La terapia cognitivo-comportamentale (CBT), lavorando sui pensieri disfunzionali del paziente, risulta essere tra gli approcci più efficaci nel trattamento del disturbo di ansia sociale. In un recente studio, Mansson e colleghi hanno indagato quali siano gli effetti della CBT sul cervello di pazienti con ansia sociale.
Il disturbo d’ansia sociale, o fobia sociale, è un disturbo caratterizzato una marcata sensibilità verso il giudizio altrui: la principale paura di chi soffre d’ansia sociale è il divenire oggetto di scherno o di valutazioni negative da parte degli altri.
Da un punto di vista sociale tale disturbo porta al ritiro da ogni tipo di interazione con altri: una festa ad un pub con amici o l’entrare in una stanza in cui tutti sono già seduti possono essere tra gli eventi più ansiogeni per un fobico sociale. L’evitamento è dunque la strategia comportamentale più utilizzata dalle persone con questo disturbo e più i comportamenti di evitamento si generalizzano, maggiormente il disturbo diventa invalidante.
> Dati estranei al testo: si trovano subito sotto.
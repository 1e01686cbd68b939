//! Batch processing of reference documents.
//!
//! Splits a document into reference blocks, runs each block through
//! classification, extraction and formatting, and collects the results in
//! input order. [`run`] wires this to the input file and the exporter.

use std::fs;
use std::path::PathBuf;
use std::sync::LazyLock;

use regex::Regex;
use serde::{Deserialize, Serialize};
use thiserror::Error;

use crate::citekey::generate_citekey;
use crate::classify::{classify, ReferenceType};
use crate::config::RunConfig;
use crate::extract::{extract, ExtractedFields};
use crate::output::{export_references, ExportError, ExportFormat};
use crate::style::{format_reference, CitationStyle};

static BLANK_LINES_RE: LazyLock<Regex> =
    LazyLock::new(|| Regex::new(r"\n\s*\n").expect("valid block separator regex"));

/// Errors that can occur while running the full pipeline.
#[derive(Error, Debug)]
pub enum RunError {
    #[error("failed to read input '{path}': {source}")]
    Input {
        path: PathBuf,
        #[source]
        source: std::io::Error,
    },

    #[error(transparent)]
    Export(#[from] ExportError),
}

/// How structured exports represent each reference.
#[derive(Debug, Clone, Copy, Default, PartialEq, Eq)]
pub enum RecordMode {
    /// Bare extracted fields; the entry type is dropped. Matches files
    /// written by earlier releases.
    #[default]
    Legacy,
    /// Extracted fields plus the entry type and citation key.
    Typed,
}

/// Extracted fields tagged with their entry type and citation key.
#[derive(Debug, Clone, PartialEq, Eq, Serialize, Deserialize)]
pub struct TypedRecord {
    #[serde(rename = "type")]
    pub ref_type: ReferenceType,
    pub citekey: String,
    #[serde(flatten)]
    pub fields: ExtractedFields,
}

/// One processed reference.
///
/// Text formats receive rendered strings; structured formats receive records.
#[derive(Debug, Clone, PartialEq, Eq, Serialize, Deserialize)]
#[serde(untagged)]
pub enum FormattedEntry {
    Text(String),
    Typed(TypedRecord),
    Record(ExtractedFields),
}

/// Outcome of a successful [`run`].
#[derive(Debug, Clone, PartialEq, Eq)]
pub struct RunSummary {
    pub output_path: PathBuf,
    pub entries: usize,
}

/// Splits a document into reference blocks.
///
/// Blocks are separated by one or more blank lines; whitespace-only lines
/// count as blank. Blocks that are empty once trimmed are dropped. Surviving
/// blocks are returned untrimmed, in document order.
pub fn split_blocks(document: &str) -> Vec<&str> {
    BLANK_LINES_RE
        .split(document.trim())
        .filter(|block| !block.trim().is_empty())
        .collect()
}

/// Converts `\r\n` and lone `\r` line endings to `\n`.
pub fn normalize_newlines(text: &str) -> String {
    text.replace("\r\n", "\n").replace('\r', "\n")
}

/// Processes every reference block of a document, dropping entry types
/// from structured records.
///
/// # Examples
///
/// ```
/// use refbib::{process_references, CitationStyle, ExportFormat, FormattedEntry};
///
/// let entries = process_references(
///     "SILVA, João. O Livro. 2020.\n\nSOUZA, M. Outro. 2019.",
///     &CitationStyle::Custom,
///     &ExportFormat::Txt,
/// );
/// assert_eq!(entries.len(), 2);
/// assert!(matches!(entries[0], FormattedEntry::Text(_)));
/// ```
pub fn process_references(
    document: &str,
    style: &CitationStyle,
    format: &ExportFormat,
) -> Vec<FormattedEntry> {
    process_references_with_mode(document, style, format, RecordMode::Legacy)
}

/// Processes every reference block of a document.
///
/// Text formats (`txt`, `bib`) get one rendered string per block. All other
/// formats get a record, shaped by `mode`.
pub fn process_references_with_mode(
    document: &str,
    style: &CitationStyle,
    format: &ExportFormat,
    mode: RecordMode,
) -> Vec<FormattedEntry> {
    split_blocks(document)
        .into_iter()
        .enumerate()
        .map(|(index, block)| {
            let ref_type = classify(block);
            let fields = extract(block);
            tracing::debug!(
                block = index,
                %ref_type,
                citekey = %generate_citekey(Some(&fields.author), &fields.year),
                "classified reference"
            );

            if format.is_text() {
                FormattedEntry::Text(format_reference(&fields, ref_type, style))
            } else {
                match mode {
                    RecordMode::Legacy => FormattedEntry::Record(fields),
                    RecordMode::Typed => FormattedEntry::Typed(TypedRecord {
                        ref_type,
                        citekey: generate_citekey(Some(&fields.author), &fields.year),
                        fields,
                    }),
                }
            }
        })
        .collect()
}

/// Reads the configured input file, processes it and writes the export.
///
/// Line endings are normalized to `\n` before processing.
///
/// # Errors
///
/// Returns [`RunError::Input`] if the input cannot be read as UTF-8 text,
/// and [`RunError::Export`] if the output cannot be written.
pub fn run(config: &RunConfig) -> Result<RunSummary, RunError> {
    let raw = fs::read_to_string(&config.input).map_err(|source| RunError::Input {
        path: config.input.clone(),
        source,
    })?;
    let document = normalize_newlines(&raw);

    let entries =
        process_references_with_mode(&document, &config.style, &config.format, config.mode);
    let output_path = export_references(&entries, &config.input, &config.style, &config.format)?;

    Ok(RunSummary {
        output_path,
        entries: entries.len(),
    })
}
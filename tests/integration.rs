//! Integration tests using TOML fixtures.
//!
//! This test harness loads reference blocks from TOML files in the
//! `fixtures/` directory and checks classification, extraction, citation
//! keys and per-style rendering against the expected values.

mod common;

use std::collections::BTreeMap;
use std::fs;
use std::path::Path;

use serde::Deserialize;

use refbib::{
    classify, export_references, extract, format_reference, generate_citekey,
    process_references, process_references_with_mode, CitationStyle, ExportFormat,
    FormattedEntry, RecordMode,
};

/// A test fixture loaded from a TOML file.
#[derive(Debug, Deserialize)]
struct Fixture {
    /// Name of the test case
    name: String,
    /// Raw reference block
    block: String,
    #[serde(default)]
    expected_type: Option<String>,
    #[serde(default)]
    expected_author: Option<String>,
    #[serde(default)]
    expected_title: Option<String>,
    #[serde(default)]
    expected_year: Option<String>,
    #[serde(default)]
    expected_url: Option<String>,
    #[serde(default)]
    expected_accessed: Option<String>,
    #[serde(default)]
    expected_institution: Option<String>,
    #[serde(default)]
    expected_citekey: Option<String>,
    /// Expected rendering keyed by style name
    #[serde(default)]
    rendered: BTreeMap<String, String>,
}

/// Load all fixtures from a directory.
fn load_fixtures(dir: &Path) -> Vec<(String, Fixture)> {
    let mut fixtures = Vec::new();

    if !dir.exists() {
        return fixtures;
    }

    for entry in fs::read_dir(dir).unwrap() {
        let entry = entry.unwrap();
        let path = entry.path();

        if path.extension().map_or(false, |e| e == "toml") {
            let content = fs::read_to_string(&path).unwrap();
            let fixture: Fixture = toml::from_str(&content).unwrap();
            let name = path.file_stem().unwrap().to_string_lossy().to_string();
            fixtures.push((name, fixture));
        }
    }

    fixtures.sort_by(|a, b| a.0.cmp(&b.0));
    fixtures
}

fn check(name: &str, field: &str, expected: &Option<String>, actual: &str) {
    if let Some(expected) = expected {
        assert_eq!(
            actual, expected,
            "Test '{}' failed: {} mismatch",
            name, field
        );
    }
}

/// Verify classification, extraction and citation key of one fixture.
fn run_reference_test(name: &str, fixture: &Fixture) {
    let ref_type = classify(&fixture.block);
    let fields = extract(&fixture.block);

    check(name, "type", &fixture.expected_type, ref_type.as_str());
    check(name, "author", &fixture.expected_author, &fields.author);
    check(name, "title", &fixture.expected_title, &fields.title);
    check(name, "year", &fixture.expected_year, &fields.year);
    check(name, "url", &fixture.expected_url, &fields.url);
    check(name, "accessed", &fixture.expected_accessed, &fields.accessed);
    check(
        name,
        "institution",
        &fixture.expected_institution,
        &fields.institution,
    );
    check(
        name,
        "citekey",
        &fixture.expected_citekey,
        &generate_citekey(Some(&fields.author), &fields.year),
    );

    for (style_name, expected) in &fixture.rendered {
        let style = CitationStyle::from_name(style_name);
        let actual = format_reference(&fields, ref_type, &style);
        assert_eq!(
            &actual, expected,
            "Test '{}' failed: {} rendering mismatch",
            name, style_name
        );
    }
}

#[test]
fn test_reference_fixtures() {
    let fixtures_dir = Path::new(env!("CARGO_MANIFEST_DIR")).join("tests/fixtures/references");
    let fixtures = load_fixtures(&fixtures_dir);
    assert!(!fixtures.is_empty(), "no fixtures found in {:?}", fixtures_dir);

    for (name, fixture) in fixtures {
        println!("Running reference test: {}", fixture.name);
        run_reference_test(&name, &fixture);
    }
}

#[test]
fn test_fixture_blocks_processed_as_one_document() {
    // Given: every fixture block joined into a single pasted list
    let fixtures_dir = Path::new(env!("CARGO_MANIFEST_DIR")).join("tests/fixtures/references");
    let fixtures = load_fixtures(&fixtures_dir);
    let document = fixtures
        .iter()
        .map(|(_, f)| f.block.as_str())
        .collect::<Vec<_>>()
        .join("\n\n  \n");

    // When: we process it with the custom style
    let entries = process_references(&document, &CitationStyle::Custom, &ExportFormat::Txt);

    // Then: there is one entry per fixture, in order, tagged with its type
    assert_eq!(entries.len(), fixtures.len());
    for ((name, fixture), entry) in fixtures.iter().zip(&entries) {
        let FormattedEntry::Text(text) = entry else {
            panic!("expected text entry for {}", name);
        };
        if let Some(ty) = &fixture.expected_type {
            assert!(text.ends_with(&format!("[{}]", ty)), "{}: {}", name, text);
        }
    }
}

#[test]
fn test_apa_scenario() {
    // Given: the plain book scenario
    let block = "SILVA, João. O Livro. 2020.";
    let fields = extract(block);

    // When: rendered as APA
    let apa = format_reference(&fields, classify(block), &CitationStyle::Apa);

    // Then: the rendering follows "{author} ({year}). {title}."
    assert_eq!(apa, format!("{} (2020). {}.", fields.author, fields.title));
    assert!(apa.starts_with("Silva, J"));
}

#[test]
fn test_bibtex_online_scenario_is_balanced() {
    let entries = process_references(common::ONLINE_REFERENCE, &CitationStyle::Bibtex, &ExportFormat::Bib);
    let FormattedEntry::Text(entry) = &entries[0] else {
        panic!("expected text entry");
    };

    assert!(entry.starts_with("@misc{"));
    assert!(entry.contains("url       = {https://example.org/doc.}"));
    assert!(entry.contains("note      = {Acesso em: 10 jan. 2024.}"));

    let mut depth = 0i32;
    for c in entry.chars() {
        match c {
            '{' => depth += 1,
            '}' => depth -= 1,
            _ => {}
        }
        assert!(depth >= 0, "closing brace before opening in {}", entry);
    }
    assert_eq!(depth, 0, "unbalanced braces in {}", entry);
    assert!(entry.ends_with("\n}"));
}

#[test]
fn test_json_export_round_trip() {
    // Given: a processed document kept as records
    let dir = tempfile::tempdir().unwrap();
    let base = dir.path().join("refs.txt");
    let entries = process_references(common::SAMPLE_DOCUMENT, &CitationStyle::Abnt, &ExportFormat::Json);

    // When: exported to JSON and read back
    let path = export_references(&entries, &base, &CitationStyle::Abnt, &ExportFormat::Json).unwrap();
    let parsed: Vec<FormattedEntry> =
        serde_json::from_str(&fs::read_to_string(&path).unwrap()).unwrap();

    // Then: the collection is equal field for field
    assert_eq!(path, dir.path().join("refsabnt.json"));
    assert_eq!(parsed, entries);
}

#[test]
fn test_legacy_json_records_have_no_type() {
    let entries = process_references(common::SAMPLE_DOCUMENT, &CitationStyle::Bibtex, &ExportFormat::Json);
    let value = serde_json::to_value(&entries).unwrap();

    for record in value.as_array().unwrap() {
        let object = record.as_object().unwrap();
        assert!(object.get("type").is_none(), "type leaked into {}", record);
        let mut keys: Vec<&str> = object.keys().map(|k| k.as_str()).collect();
        keys.sort_unstable();
        assert_eq!(
            keys,
            vec!["accessed", "author", "institution", "title", "url", "year"]
        );
    }
}

#[test]
fn test_typed_yaml_export_round_trip() {
    let dir = tempfile::tempdir().unwrap();
    let base = dir.path().join("refs.txt");
    let entries = process_references_with_mode(
        common::SAMPLE_DOCUMENT,
        &CitationStyle::Apa,
        &ExportFormat::Yaml,
        RecordMode::Typed,
    );

    let path = export_references(&entries, &base, &CitationStyle::Apa, &ExportFormat::Yaml).unwrap();
    let contents = fs::read_to_string(&path).unwrap();
    let parsed: Vec<FormattedEntry> = serde_yaml::from_str(&contents).unwrap();

    assert!(contents.contains("type: phdthesis"), "got:\n{}", contents);
    assert!(contents.contains("São Paulo"), "got:\n{}", contents);
    assert_eq!(parsed, entries);
}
A livello cognitivo, invece, il fobico sociale è molto critico verso se stesso e si definisce debole e incompetente, mentre l’Altro è visto come abile, migliore e competente. Si creano in questo modo sentimenti di inadeguatezza ed inferiorità con un impatto altamente negativo sull’autostima.
La terapia cognitivo-comportamentale (CBT), lavorando sui pensieri disfunzionali del paziente, risulta essere tra gli approcci più efficaci nel trattamento del disturbo. In un recente studio, Mansson e colleghi hanno indagato quali siano gli effetti della CBT sul cervello di pazienti con ansia sociale.
Dati precedenti avevano mostrato come coloro che soffrono di fobia sociale tendano a mostrare un’iperattivazione neurale nell’amigdala, struttura cerebrale associata alla paura. Mansson, nel suo studio, fa un passo avanti identificando un legame tra questa ipersensibilità dell’amigdala e il volume di materia grigia in questa parte del cervello.
Utilizzando poi la risonanza magnetica funzionale (fMRI) per eseguire la scansione del cervello di 26 individui con diagnosi di fobia sociale, i ricercatori hanno notato che quelli con i sintomi più gravi tendono ad avere un maggior volume di materia grigia nell’amigdala di sinistra.
I soggetti sono stai poi sottoposti a un percorso on-line di terapia cognitivo-comportamentale della durata di nove settimane. Alla fine del programma, i partecipanti sono stati sottoposti a misurazioni psicologiche, tra cui dei self-report su eventuali cambiamenti della loro condizione, al fine di valutare l’effetto del CBT sui loro sintomi.
A questo punto, un ulteriore ciclo di scansioni fMRI ha rivelato una riduzione della materia grigia nell’amigdala di sinistra in coloro che hanno sperimentato risultati positivi dalla loro terapia. Inoltre, maggiore è la riduzione dei sintomi, più significativo risulta essere il corrispondente calo di volume della materia grigia.
L’ipersensibilità neurale nel amigdala, implicata nella fobia sociale, è almeno parzialmente mediata dal volume della materia grigia, e la CBT, a detta di Mansson e colleghi, ha il potenziale per ridurre questo volume, portando a un miglioramento i sintomi. Sebbene tali risultati siano significativi, il campione dello studio risulta esiguo. Future ricerche potrebbero essere effettuate per studiare meglio il fenomeno.